Civil Engineering Department University Institute of Engineering & Technology

MDU, Rohtak-124001, India.

Abstract- The structures constructed with good techniques and machines in the recent past have fallen prey to earthquakes leading to enormous loss of life and property and untold sufferings to the survivors of the earthquake hit area. Base isolation concept was coined by engineers and scientists as early as in the year 1923 and thereafter different methods of isolating the buildings and structures from earthquake forces have been developed world over. Controlling seismic behaviour is possible only through faithful design that ensures all behavioural actions considered in buildings during analysis. In keeping with the key characteristics of buildings, structural design of buildings can be stiffness-based, strength-based, deformation-based and energy- based. In this paper a review has been done for the base isolated structure with different techniques, parameters and components.

Keywords: Earthquake, Base isolation, Stiffness, Deformation


    The destruction caused by an earthquake is highly unpredictable and sometimes beyond repair. Though it is not possible to avert this natural disaster, but it is possible to minimize and reduce the effect caused by it. Innovative methods of seismic analysis of structures play an important role in its mitigation. The loss of life and damage to property due to the disaster can be reduced by adoption of improved prevention and preparedness measures. This is usually accomplished by using permanent controls i.e.; structural or non- structural designed and developed [Housner, G.W. et al, 1997] in advance of the disaster or by using temporary measures.

    One of the most widely implemented and accepted seismic protection systems is base isolation. Seismic base isolation [Skinner et al. 1993; Naeim and Kelly 1999] is a technique that mitigates the effects of an earthquake by essentially isolating the structure and its contents from potentially dangerous ground motion, especially in the frequency range where the building is most affected. The goal is to simultaneously reduce interstory drifts and floor accelerations to limit or avoid damage, not only to the structure but also to its contents, in a cost-effective manner.

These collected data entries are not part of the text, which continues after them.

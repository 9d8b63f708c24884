//! FinOps toolkit CLI
//!
//! Analyzes a cloud cost dataset for waste, optimization opportunities,
//! projected spend and tag compliance, and renders the result as a text
//! report or JSON.

mod config;
mod dataset;
mod output;
mod report;

use anyhow::{Context, Result};
use chrono::{DateTime, Local};
use clap::{Parser, Subcommand};
use finops_core::{AnalysisRequest, Analyzer};
use std::path::{Path, PathBuf};
use tracing::info;
use tracing_subscriber::{fmt, prelude::*, EnvFilter};

use dataset::DatasetSource;
use output::{print_info, print_success, OutputFormat};

/// FinOps cost analysis CLI
#[derive(Parser)]
#[command(name = "finops")]
#[command(author, version, about = "Cloud cost analysis and optimization", long_about = None)]
pub struct Cli {
    /// JSON dataset to analyze (can also be set via FINOPS_INPUT env var)
    #[arg(long, short, env = "FINOPS_INPUT", global = true)]
    pub input: Option<PathBuf>,

    /// Analyze the built-in demo dataset (takes precedence over --input)
    #[arg(long, global = true)]
    pub demo: bool,

    /// Region recorded on the demo dataset
    #[arg(long, global = true, default_value = "us-east-1")]
    pub region: String,

    /// Path to a TOML config file (default: ~/.config/finops/config.toml)
    #[arg(long, short, global = true)]
    pub config: Option<PathBuf>,

    /// Output format
    #[arg(long, short, global = true, default_value = "table")]
    pub format: OutputFormat,

    /// Also save the report to FILE, or to a timestamped file with "auto"
    #[arg(long, short, global = true, value_name = "FILE|auto")]
    pub output: Option<String>,

    /// Write Prometheus metrics for the run to FILE
    #[arg(long, global = true, value_name = "FILE")]
    pub metrics_file: Option<PathBuf>,

    /// Enable verbose output
    #[arg(long, short, global = true)]
    pub verbose: bool,

    #[command(subcommand)]
    pub command: Option<Commands>,
}

#[derive(Subcommand, Clone, Copy)]
pub enum Commands {
    /// Full analysis: visibility, waste, optimization and governance (default)
    Analyze {
        /// Also forecast this many months ahead
        #[arg(long, value_name = "MONTHS", value_parser = clap::value_parser!(u32).range(1..))]
        forecast: Option<u32>,
    },

    /// Show cost breakdowns by service, team and environment
    Visibility,

    /// Detect idle and orphaned resources
    Waste,

    /// Project monthly spend under three scenarios
    Forecast {
        /// Number of months to project
        #[arg(long, short, default_value_t = 12, value_parser = clap::value_parser!(u32).range(1..))]
        months: u32,
    },

    /// Check required-tag compliance
    Governance,
}

impl Commands {
    /// Engines to run for this command
    fn request(self) -> AnalysisRequest {
        match self {
            Commands::Analyze { forecast } => {
                let request = AnalysisRequest::full();
                match forecast {
                    Some(months) => request.with_forecast(months),
                    None => request,
                }
            }
            Commands::Visibility => AnalysisRequest {
                visibility: true,
                ..AnalysisRequest::default()
            },
            Commands::Waste => AnalysisRequest {
                waste: true,
                ..AnalysisRequest::default()
            },
            Commands::Forecast { months } => AnalysisRequest::default().with_forecast(months),
            Commands::Governance => AnalysisRequest {
                governance: true,
                ..AnalysisRequest::default()
            },
        }
    }
}

fn main() -> Result<()> {
    let cli = Cli::parse();
    init_tracing(cli.verbose, cli.format);

    let config = config::load(cli.config.as_deref())?;

    let source = if cli.demo {
        DatasetSource::Demo {
            region: &cli.region,
        }
    } else if let Some(path) = cli.input.as_deref() {
        DatasetSource::File(path)
    } else {
        anyhow::bail!("No dataset given: pass --input <FILE> or --demo");
    };
    let dataset = dataset::load(source)?;

    let command = cli.command.unwrap_or(Commands::Analyze { forecast: None });
    let analyzer = Analyzer::new(config).context("Failed to initialize metrics")?;
    let result = analyzer
        .run(&dataset, &command.request())
        .context("Analysis failed")?;

    let rendered = report::render(&result, dataset.total_monthly_cost, cli.format)?;
    println!("{}", rendered);

    if let Some(target) = &cli.output {
        let path = report_path(target, cli.format, Local::now());
        colored::control::set_override(false);
        let plain = report::render(&result, dataset.total_monthly_cost, cli.format);
        colored::control::unset_override();
        std::fs::write(&path, plain?)
            .with_context(|| format!("Failed to write report to {}", path.display()))?;
        print_success(&format!("Report saved to {}", path.display()));
    }

    if let Some(path) = &cli.metrics_file {
        write_metrics(&analyzer, path)?;
        print_info(&format!("Metrics written to {}", path.display()));
    }

    info!(account = %dataset.account_id, "Done");
    Ok(())
}

/// Install the tracing subscriber on stderr so stdout only carries the report
fn init_tracing(verbose: bool, format: OutputFormat) {
    let default_level = if verbose { "info" } else { "warn" };
    let filter =
        EnvFilter::try_from_default_env().unwrap_or_else(|_| EnvFilter::new(default_level));
    let json = format == OutputFormat::Json;

    tracing_subscriber::registry()
        .with(filter)
        .with(json.then(|| fmt::layer().json().with_writer(std::io::stderr)))
        .with((!json).then(|| fmt::layer().with_target(false).with_writer(std::io::stderr)))
        .init();
}

/// Resolve `--output`; "auto" becomes `finops_report_YYYYMMDD_HHMMSS.<ext>`
fn report_path(target: &str, format: OutputFormat, now: DateTime<Local>) -> PathBuf {
    if target == "auto" {
        PathBuf::from(format!(
            "finops_report_{}.{}",
            now.format("%Y%m%d_%H%M%S"),
            format.extension()
        ))
    } else {
        PathBuf::from(target)
    }
}

fn write_metrics(analyzer: &Analyzer, path: &Path) -> Result<()> {
    let text = analyzer
        .metrics()
        .encode_text()
        .context("Failed to encode metrics")?;
    std::fs::write(path, text)
        .with_context(|| format!("Failed to write metrics to {}", path.display()))
}

#[cfg(test)]
mod tests {
    use super::*;
    use chrono::TimeZone;
    use clap::CommandFactory;

    #[test]
    fn test_cli_definition() {
        Cli::command().debug_assert();
    }

    #[test]
    fn test_auto_report_path() {
        let now = Local.with_ymd_and_hms(2024, 3, 9, 14, 5, 7).unwrap();
        assert_eq!(
            report_path("auto", OutputFormat::Json, now),
            PathBuf::from("finops_report_20240309_140507.json")
        );
        assert_eq!(
            report_path("auto", OutputFormat::Table, now),
            PathBuf::from("finops_report_20240309_140507.txt")
        );
        assert_eq!(
            report_path("out.txt", OutputFormat::Table, now),
            PathBuf::from("out.txt")
        );
    }

    #[test]
    fn test_default_command_is_full_analysis() {
        let cli = Cli::parse_from(["finops", "--demo"]);
        assert!(cli.command.is_none());
        assert_eq!(
            Commands::Analyze { forecast: None }.request(),
            AnalysisRequest::full()
        );
    }

    #[test]
    fn test_forecast_command_request() {
        let cli = Cli::parse_from(["finops", "forecast", "--months", "6", "--demo"]);
        let request = cli.command.unwrap().request();
        assert_eq!(request.forecast_months, Some(6));
        assert!(!request.waste);
    }

    #[test]
    fn test_zero_months_rejected() {
        assert!(Cli::try_parse_from(["finops", "forecast", "--months", "0"]).is_err());
    }
}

    Base isolation concept was coined by engineers and scientists as early as in the year 1923 and thereafter different methods of isolating the buildings and structures from earthquake forces have been developed world over. Countries like US, New Zealand, Japan, China and European countries have adopted these techniques as their normal routine for many public buildings and residential buildings as well. Hundreds of buildings are being built every year with base isolation technique in these countries.

    As of now, in India, the use of base isolation techniques in public or residential buildings and structures is in its

    inception and except few buildings like hospital building at Bhuj, experimental building at IIT, Guwahati, the general structures are built without base isolation techniques. Many significant advantages can be drawn from buildings provided with seismic isolation. The isolated buildings will be safe even in strong earthquakes. The response of an isolated structure can be ½ to 1/8 of the traditional structure. Since the super structure will be subjected to lesser earthquake forces, the cost of isolated structure compared with the cost of traditional structure for the same earthquake conditions will be cheaper. The seismic isolation can be provided to new as well as existing structures. The buildings with provision of isolators can be planned as regular or irregular in their plan or elevations.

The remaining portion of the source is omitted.